Their summer months are often filled with classes, research or independent study, since most teachers want to keep abreast of new strides in education. Pretty quickly, what looks like three months of sunshine and beaches rapidly is reduced to the same two to three weeks everyone else gets! For many teachers who make less money than comparably educated friends and neighbors, a vacation is out of the question if the house needs painting, repairs must be made, or other ‘fix- its' are due.
Another myth that those outside the education degree profession believe is that during the school year, teachers have weeks and weeks to themselves. While it's true they have time off for holidays and spring break, many, if not most, spend the bulk of this time preparing lessons, catching up with paperwork, completing evaluations and otherwise making sure their classrooms are in tip top shape so their students will be able to learn to the best of their ability following the break. However, it should be noted that for teachers with children, themselves, having a job that permits them time away from the classroom when their own children are off is a real benefit.
Yet another belief among those who have no experience in the field is that teachers are provided with everything they could possibly want, from posters to computers, from markers to books. In fact, it's rare to find a teacher who doesn't spend a surprising, even shocking, amount of her own salary on basic classroom materials. Teachers regularly provide tissues, pencils, crayons, paper, books, and markers, as well as the kinds of personal items that make a classroom a home. These can include everything from a spare sofa to floor lamps, stuffed animals, a fish aquarium, a stack of special books, dress-up clothes, snacks for children who come without...the list goes on.
And while it's true that teachers are given the opportunity for health and life insurance and other benefits, they pay for these benefits in most cases. Teachers' salaries, given the number of years they've spent becoming educated and the degree of devotion they bring to the task, rank well below those of many other professions. So why do they do it? Why are you considering becoming a teacher?
As every teacher knows, you can't take ‘it' with you. ‘It' can be money, possessions, a reputation or something else of value. The old adage goes, “Those who can, do. Those who can't, teach.” Nothing could be further from the truth. More accurately, “Those who have everything to offer and a heart big enough to share it, teach. Those who lack those things are forced into less meaningful jobs.”

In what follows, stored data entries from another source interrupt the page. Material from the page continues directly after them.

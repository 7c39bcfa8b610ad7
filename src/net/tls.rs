//! Certificate material for the join endpoint

use std::path::{Path, PathBuf};

use anyhow::{bail, Context, Result};
use base64::{engine::general_purpose::STANDARD, Engine as _};
use ring::digest::{digest, SHA256};
use tracing::info;
use wtransport::Identity;

const DEV_CERT_DIR: &str = "certs";

/// Where the certificate and key PEM files come from
#[derive(Debug, Clone, PartialEq, Eq)]
pub enum CertSource {
    Configured { cert: PathBuf, key: PathBuf },
    /// `certs/cert.pem` and `certs/key.pem` under the working directory
    DevDirectory { cert: PathBuf, key: PathBuf },
}

impl CertSource {
    /// Configured paths win; otherwise the dev directory if both files exist
    pub fn resolve(cert_path: Option<&str>, key_path: Option<&str>, dev_dir: &Path) -> Result<Self> {
        if let (Some(cert), Some(key)) = (cert_path, key_path) {
            return Ok(CertSource::Configured {
                cert: cert.into(),
                key: key.into(),
            });
        }

        let cert = dev_dir.join("cert.pem");
        let key = dev_dir.join("key.pem");
        if !cert.exists() || !key.exists() {
            bail!(
                "no TLS certificate: set TLS_CERT_PATH and TLS_KEY_PATH or place cert.pem and key.pem in {}",
                dev_dir.display()
            );
        }
        Ok(CertSource::DevDirectory { cert, key })
    }

    fn paths(&self) -> (&Path, &Path) {
        match self {
            CertSource::Configured { cert, key } | CertSource::DevDirectory { cert, key } => {
                (cert.as_path(), key.as_path())
            }
        }
    }
}

/// TLS identity plus the hash clients pin it by
pub struct TlsConfig {
    pub identity: Identity,
    /// Base64 SHA-256 of the leaf certificate (DER)
    pub cert_hash: String,
}

impl TlsConfig {
    pub async fn load(cert_path: Option<&str>, key_path: Option<&str>) -> Result<Self> {
        let source = CertSource::resolve(cert_path, key_path, Path::new(DEV_CERT_DIR))?;
        let (cert, key) = source.paths();
        info!("Loading TLS certificate from {}", cert.display());

        let identity = Identity::load_pemfiles(cert, key)
            .await
            .with_context(|| format!("failed to load {} / {}", cert.display(), key.display()))?;
        let cert_hash = identity
            .certificate_chain()
            .as_slice()
            .first()
            .map(|leaf| der_hash(leaf.der()))
            .unwrap_or_default();

        Ok(Self {
            identity,
            cert_hash,
        })
    }
}

fn der_hash(der: &[u8]) -> String {
    STANDARD.encode(digest(&SHA256, der).as_ref())
}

In short, while on the surface, the benefits to teaching may seem to be outweighed by the negatives, ask any teacher. The smile on a student's face when something that was completely obscure suddenly becomes clear, or the recognition that you've given a skill that will serve for a lifetime, or just the simple satisfaction in knowing that no one could do your job but you eclipses greater pay, more prestige, or anything else. There are few, if any, jobs that are more meaningful that teaching. For most teachers, the truest motto is: “I teach; therefore, I am.”